Kerry Blackshear Sr.

Personal information
- Born: November 12, 1973 (age 52) Orlando, Florida, U.S.
- Listed height: 6 ft 6 in (1.98 m)
- Listed weight: 218 lb (99 kg)

Career information
- High school: Fort Pierce Central (Fort Pierce, Florida)
- College: Stetson (1992–1996)
- NBA draft: 1996: undrafted
- Playing career: 1997–2009
- Position: Small forward

Career history
- 1997–1998: TK Hannover
- 1998–2000: C.D. Universidad de Concepción
- 2000–2001: Panteras de Miranda
- 2000: Gaiteros del Zulia
- 2000: Plaza Santiago
- 2000–2001: Estudiantes de Bahía Blanca
- 2001: Gaiteros del Zulia
- 2001–2002: CB Ciudad de Huelva
- 2002: Gaiteros del Zulia
- 2002: Naco
- 2003: San Lazaro
- 2003: Gaiteros del Zulia
- 2003–2004: CB Aracena-Ponts
- 2004: Gaiteros del Zulia
- 2004–2005: Cáceres CB
- 2005: Gaiteros del Zulia
- 2005–2006: CEB Llíria
- 2006–2007: Palencia Baloncesto
- 2007: Gandía BA
- 2007–2008: CB Tarragona
- 2008–2009: CB Plasencia Ambroz
- 2009: C.D. Universidad de Concepción

Career highlights
- TAAC Player of the Year (1995); First-team All-TAAC (1995); Second-team All-TAAC (1994);

= Kerry Blackshear Sr. =

American basketball player (born 1973)

Kerry Devon Blackshear Sr. (born November 12, 1973) is an American retired professional basketball player. He played college basketball at Stetson.

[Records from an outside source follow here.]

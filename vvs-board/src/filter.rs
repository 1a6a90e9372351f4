//! Departure board filtering.
//!
//! A fixed-order predicate pipeline over normalized departures: time
//! window, direction pattern, line pattern, then the entry cap. Patterns
//! are compiled once at settings construction; an invalid pattern fails
//! there and never mid-filter.

use regex::Regex;

use crate::normalize::NormalizedDeparture;

/// Error constructing filter settings.
#[derive(Debug, thiserror::Error)]
pub enum SettingsError {
    /// A direction or line pattern failed to compile.
    #[error("invalid filter pattern: {0}")]
    InvalidPattern(#[from] regex::Error),
}

/// Filter settings for one fetch round.
///
/// Built from defaults with builder-style overrides, immutable once a
/// round starts.
#[derive(Debug, Clone)]
pub struct FilterSettings {
    /// Cap on the number of returned entries. `None` disables the cap.
    pub max_entries: Option<usize>,

    /// Inclusive lower bound on `departure_in_minutes`.
    pub min_departure: i64,

    /// Inclusive upper bound on `departure_in_minutes`.
    pub max_departure: i64,

    /// Keep only departures whose direction matches (substring match).
    pub filter_direction: Option<Regex>,

    /// Keep only departures whose line number matches (substring match).
    pub filter_line: Option<Regex>,
}

impl Default for FilterSettings {
    fn default() -> Self {
        Self {
            max_entries: Some(20),
            min_departure: 3,
            max_departure: 120,
            filter_direction: None,
            filter_line: None,
        }
    }
}

impl FilterSettings {
    /// Create settings with the built-in defaults.
    pub fn new() -> Self {
        Self::default()
    }

    /// Set or disable the entry cap.
    pub fn with_max_entries(mut self, max: Option<usize>) -> Self {
        self.max_entries = max;
        self
    }

    /// Set the inclusive departure window in minutes.
    pub fn with_departure_window(mut self, min: i64, max: i64) -> Self {
        self.min_departure = min;
        self.max_departure = max;
        self
    }

    /// Keep only departures whose direction matches the pattern.
    pub fn with_direction_filter(mut self, pattern: &str) -> Result<Self, SettingsError> {
        self.filter_direction = Some(Regex::new(pattern)?);
        Ok(self)
    }

    /// Keep only departures whose line number matches the pattern.
    pub fn with_line_filter(mut self, pattern: &str) -> Result<Self, SettingsError> {
        self.filter_line = Some(Regex::new(pattern)?);
        Ok(self)
    }

    /// Run the pipeline over a normalized board.
    ///
    /// Surviving records keep their input order; the entry cap is applied
    /// last, to the already-filtered sequence.
    pub fn apply(&self, records: Vec<NormalizedDeparture>) -> Vec<NormalizedDeparture> {
        let mut kept: Vec<NormalizedDeparture> = records
            .into_iter()
            .filter(|r| {
                r.departure_in_minutes >= self.min_departure
                    && r.departure_in_minutes <= self.max_departure
            })
            .filter(|r| {
                self.filter_direction
                    .as_ref()
                    .is_none_or(|re| re.is_match(r.direction()))
            })
            .filter(|r| {
                self.filter_line
                    .as_ref()
                    .is_none_or(|re| re.is_match(r.number()))
            })
            .collect();

        if let Some(cap) = self.max_entries {
            kept.truncate(cap);
        }

        kept
    }
}

#[cfg(test)]
mod tests {
    use super::*;
    use crate::normalize::normalize;
    use crate::vvs::{DepartureTime, RawDeparture};
    use chrono::{NaiveDate, NaiveDateTime};

    fn now() -> NaiveDateTime {
        NaiveDate::from_ymd_opt(2024, 3, 1)
            .unwrap()
            .and_hms_opt(10, 0, 0)
            .unwrap()
    }

    /// A departure `minutes` from now on the given line towards `direction`.
    fn dep(number: &str, direction: &str, minutes: u32) -> NormalizedDeparture {
        let raw = RawDeparture {
            number: number.to_string(),
            direction: direction.to_string(),
            delay: 0,
            departure_time: DepartureTime {
                year: 2024,
                month: 3,
                day: 1,
                hour: 10 + (minutes / 60),
                minute: minutes % 60,
            },
            stop_name: "Hauptbahnhof".to_string(),
        };
        normalize(raw, now())
    }

    #[test]
    fn defaults() {
        let settings = FilterSettings::default();

        assert_eq!(settings.max_entries, Some(20));
        assert_eq!(settings.min_departure, 3);
        assert_eq!(settings.max_departure, 120);
        assert!(settings.filter_direction.is_none());
        assert!(settings.filter_line.is_none());
    }

    #[test]
    fn window_bounds_are_inclusive() {
        let settings = FilterSettings::new().with_departure_window(3, 120);
        let board = vec![
            dep("S1", "Herrenberg", 2),   // below min
            dep("S1", "Herrenberg", 3),   // exactly min
            dep("S1", "Herrenberg", 120), // exactly max
            dep("S1", "Herrenberg", 121), // above max
        ];

        let kept = settings.apply(board);

        let minutes: Vec<i64> = kept.iter().map(|d| d.departure_in_minutes).collect();
        assert_eq!(minutes, vec![3, 120]);
    }

    #[test]
    fn direction_filter_is_substring_match() {
        let settings = FilterSettings::new()
            .with_direction_filter("Herrenberg")
            .unwrap();
        let board = vec![
            dep("S1", "Herrenberg", 10),
            dep("S2", "Filderstadt", 12),
            dep("S1", "Herrenberg Bhf", 14),
        ];

        let kept = settings.apply(board);

        assert_eq!(kept.len(), 2);
        assert!(kept.iter().all(|d| d.direction().contains("Herrenberg")));
    }

    #[test]
    fn line_filter() {
        let settings = FilterSettings::new().with_line_filter("^S").unwrap();
        let board = vec![
            dep("S1", "Herrenberg", 10),
            dep("U6", "Gerlingen", 12),
            dep("42", "Schoettle", 14),
            dep("S4", "Backnang", 16),
        ];

        let kept = settings.apply(board);

        let numbers: Vec<&str> = kept.iter().map(|d| d.number()).collect();
        assert_eq!(numbers, vec!["S1", "S4"]);
    }

    #[test]
    fn cap_applies_after_other_filters() {
        // 30 matching records plus a non-matching one in front: the cap
        // must keep the first 20 *matching* records, in input order.
        let mut board = vec![dep("U6", "Gerlingen", 10)];
        for i in 0..30 {
            board.push(dep("S1", &format!("Stop {i}"), 10 + i));
        }

        let settings = FilterSettings::new()
            .with_max_entries(Some(20))
            .with_line_filter("^S1$")
            .unwrap();
        let kept = settings.apply(board);

        assert_eq!(kept.len(), 20);
        for (i, d) in kept.iter().enumerate() {
            assert_eq!(d.direction(), format!("Stop {i}"));
        }
    }

    #[test]
    fn cap_disabled() {
        let board: Vec<_> = (0..30).map(|i| dep("S1", "Herrenberg", 10 + i)).collect();
        let settings = FilterSettings::new().with_max_entries(None);

        assert_eq!(settings.apply(board).len(), 30);
    }

    #[test]
    fn filtering_is_idempotent() {
        let settings = FilterSettings::new()
            .with_max_entries(Some(3))
            .with_direction_filter("berg")
            .unwrap();
        let board = vec![
            dep("S1", "Herrenberg", 5),
            dep("U6", "Gerlingen", 7),
            dep("S2", "Bietigheim", 2),
            dep("S1", "Herrenberg", 9),
            dep("S6", "Leonberg", 11),
            dep("S6", "Leonberg", 13),
        ];

        let once = settings.apply(board);
        let twice = settings.apply(once.clone());

        assert_eq!(once, twice);
    }

    #[test]
    fn invalid_pattern_fails_at_construction() {
        let err = FilterSettings::new().with_direction_filter("(unclosed");
        assert!(matches!(err, Err(SettingsError::InvalidPattern(_))));

        let err = FilterSettings::new().with_line_filter("[bad");
        assert!(matches!(err, Err(SettingsError::InvalidPattern(_))));
    }

    #[test]
    fn order_is_stable() {
        let settings = FilterSettings::new();
        let board = vec![
            dep("S1", "Herrenberg", 50),
            dep("U6", "Gerlingen", 5),
            dep("42", "Schoettle", 30),
        ];

        let kept = settings.apply(board);

        let numbers: Vec<&str> = kept.iter().map(|d| d.number()).collect();
        assert_eq!(numbers, vec!["S1", "U6", "42"]);
    }
}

Blackshear was the oldest of nine siblings. He attended Fort Pierce Central High School. Blackshear did not play competitive basketball until 1990, picking up the game after his mother died. He was discovered by Stetson assistant coach Frank Burnell, who saw him play a junior varsity game. At the time, Blackshear was considering enlisting in the army, but instead went to Stetson, choosing the Hatters over offers from McNeese State, Queens College, and Chipola Junior College.

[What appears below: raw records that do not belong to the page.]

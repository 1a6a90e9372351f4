//! VVS departure feed HTTP client.
//!
//! The feed is served by a small proxy endpoint that answers
//! `?type=departures&station=<id>` with a JSON array of departures.
//! The client is injected behind the [`Transport`] trait so the fetch
//! pipeline can run against a mock in tests.

use std::future::Future;

use super::error::FetchError;
use super::types::RawDeparture;

/// Default URL of the departure proxy endpoint.
const DEFAULT_BASE_URL: &str = "http://localhost/vvs.php";

/// A source of raw departure boards.
///
/// Implemented by [`VvsClient`] for the real endpoint and by
/// [`MockVvsClient`](super::MockVvsClient) for tests.
pub trait Transport: Send + Sync {
    /// Fetch the current departure board for a station.
    fn departures(
        &self,
        station: &str,
    ) -> impl Future<Output = Result<Vec<RawDeparture>, FetchError>> + Send;
}

/// Configuration for the VVS client.
#[derive(Debug, Clone)]
pub struct VvsConfig {
    /// URL of the departure proxy endpoint.
    pub base_url: String,
    /// Request timeout in seconds.
    pub timeout_secs: u64,
}

impl VvsConfig {
    /// Create a config with the default endpoint URL.
    pub fn new() -> Self {
        Self {
            base_url: DEFAULT_BASE_URL.to_string(),
            timeout_secs: 30,
        }
    }

    /// Set a custom endpoint URL.
    pub fn with_base_url(mut self, url: impl Into<String>) -> Self {
        self.base_url = url.into();
        self
    }

    /// Set the request timeout.
    pub fn with_timeout(mut self, secs: u64) -> Self {
        self.timeout_secs = secs;
        self
    }
}

impl Default for VvsConfig {
    fn default() -> Self {
        Self::new()
    }
}

/// HTTP client for the VVS departure feed.
#[derive(Debug, Clone)]
pub struct VvsClient {
    http: reqwest::Client,
    base_url: String,
}

impl VvsClient {
    /// Create a new client with the given configuration.
    pub fn new(config: VvsConfig) -> Result<Self, FetchError> {
        let http = reqwest::Client::builder()
            .timeout(std::time::Duration::from_secs(config.timeout_secs))
            .build()?;

        Ok(Self {
            http,
            base_url: config.base_url,
        })
    }

    async fn request_departures(&self, station: &str) -> Result<Vec<RawDeparture>, FetchError> {
        let response = self
            .http
            .get(&self.base_url)
            .query(&[("type", "departures"), ("station", station)])
            .send()
            .await?;

        let status = response.status();

        if !status.is_success() {
            let reason = response.text().await.unwrap_or_default();
            return Err(FetchError::Api {
                status: status.as_u16().to_string(),
                reason,
            });
        }

        let body = response.text().await?;

        serde_json::from_str(&body).map_err(|e| FetchError::Json {
            message: e.to_string(),
        })
    }
}

impl Transport for VvsClient {
    fn departures(
        &self,
        station: &str,
    ) -> impl Future<Output = Result<Vec<RawDeparture>, FetchError>> + Send {
        self.request_departures(station)
    }
}
use std::time::Duration;

use vvs_board::filter::FilterSettings;
use vvs_board::normalize::NormalizedDeparture;
use vvs_board::poll::{BoardConsumer, PollConfig, Poller};
use vvs_board::vvs::{VvsClient, VvsConfig};

/// Consumer that renders the board to stdout, one row per departure.
struct ConsoleBoard;

impl BoardConsumer for ConsoleBoard {
    fn on_loading(&self) {
        println!("loading...");
    }

    fn on_departures(&self, departures: Vec<NormalizedDeparture>) {
        let Some(first) = departures.first() else {
            println!("No station info available");
            return;
        };

        println!();
        println!("=== {} ===", first.stop_name());
        for d in &departures {
            let delay = if d.delay_sign == 0 {
                String::new()
            } else {
                format!("  {}{}", d.delay_type, d.delay_abs)
            };
            println!(
                "[{}] {:>4}  {:<30} {:>4} min{}",
                d.line_type,
                d.number(),
                d.direction(),
                d.departure_in_minutes,
                delay
            );
        }
    }

    fn on_error(&self, message: String) {
        eprintln!("fetch failed: {message}");
    }
}

#[tokio::main]
async fn main() {
    tracing_subscriber::fmt()
        .with_env_filter(tracing_subscriber::EnvFilter::from_default_env())
        .init();

    let station = std::env::var("VVS_STATION").unwrap_or_default();

    let mut vvs_config = VvsConfig::new();
    if let Ok(url) = std::env::var("VVS_URL") {
        vvs_config = vvs_config.with_base_url(url);
    }
    let client = VvsClient::new(vvs_config).expect("Failed to create VVS client");

    let mut settings = FilterSettings::default();
    if let Ok(pattern) = std::env::var("VVS_FILTER_DIRECTION") {
        settings = settings
            .with_direction_filter(&pattern)
            .expect("Invalid VVS_FILTER_DIRECTION pattern");
    }
    if let Ok(pattern) = std::env::var("VVS_FILTER_LINE") {
        settings = settings
            .with_line_filter(&pattern)
            .expect("Invalid VVS_FILTER_LINE pattern");
    }

    let config = PollConfig::new(&station)
        .with_settings(settings)
        .with_update_interval(Duration::from_secs(90));

    let poller = match Poller::spawn(client, config, ConsoleBoard) {
        Ok(poller) => poller,
        Err(e) => {
            eprintln!("Configuration error: {e} (set VVS_STATION)");
            std::process::exit(1);
        }
    };

    println!("Polling departures for station {station}. Press Ctrl-C to stop.");
    tokio::signal::ctrl_c().await.expect("Failed to listen for Ctrl-C");
    poller.stop();
}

Blackshear was named Trans America Athletic Conference Newcomer of the Year after his freshman season at Stetson. He averaged 17 points and 5.6 rebounds per game as a sophomore. Blackshear's season ended in February 1994, when he broke a metatarsal bone in his foot. As a junior, he averaged 20.4 points and 6.8 rebounds per game. Blackshear was named to the First Team All-TAAC and TAAC Player of the Year. He averaged 16 points per game as a senior, though the team finished 10–17. Blackshear finished his career with 1,826 points, second all-time in Stetson history, as well as 643 rebounds (14th in program history), 170 three-pointers (fourth) and 152 steals (fifth).

After graduation, Blackshear was drafted by the Treasure Coast Tropics of the United States Basketball League. He played professionally in several countries in Europe and South America. He married Lamilia Ford, whom he met while they both played basketball at Stetson. Their son Kerry Jr. is also a professional basketball player. As of 2015, the elder Blackshear works as a manager in the Orlando parks and recreation department. He was inducted into Stetson's Hall of Fame in 2002.